- **Exercise objective**
Extract each line of the records below that contains the word "SessionConfig".

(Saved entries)
========================

//! Infrastructure layer: adapters behind the domain ports.

pub mod api;
pub mod credential_store;
pub mod dto;
pub mod transport;

use std::sync::Arc;

use qure_shared::time::SystemClock;

use crate::{
    config::SessionConfig,
    domain::{ApiError, CredentialStore},
    usecase::{AuthRefreshCoordinator, QueueSession, SessionDeps},
};

use self::{
    api::{HttpAuthApi, HttpQueueApi, build_http_client},
    transport::WebSocketTransport,
};

/// Wire a session against the real backend.
///
/// The refresh coordinator is shared by the REST adapter and the connection
/// manager, so a 401 and a rejected handshake never refresh twice.
pub fn build_session(
    config: &SessionConfig,
    credentials: Arc<dyn CredentialStore>,
) -> Result<QueueSession, ApiError> {
    let client = build_http_client(config)?;
    let auth_api = Arc::new(HttpAuthApi::new(client.clone(), &config.api_base_url));
    let refresher = Arc::new(AuthRefreshCoordinator::new(
        credentials.clone(),
        auth_api,
        config.device_info(),
    ));
    let queue_api = Arc::new(HttpQueueApi::new(
        client,
        &config.api_base_url,
        credentials.clone(),
        refresher.clone(),
    ));

    Ok(QueueSession::new(
        config,
        SessionDeps {
            credentials,
            refresher,
            queue_api,
            transport: Arc::new(WebSocketTransport::new(&config.ws_url)),
            clock: Arc::new(SystemClock),
        },
    ))
}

========================

- **Solved exercise**
    config::SessionConfig,
    config: &SessionConfig,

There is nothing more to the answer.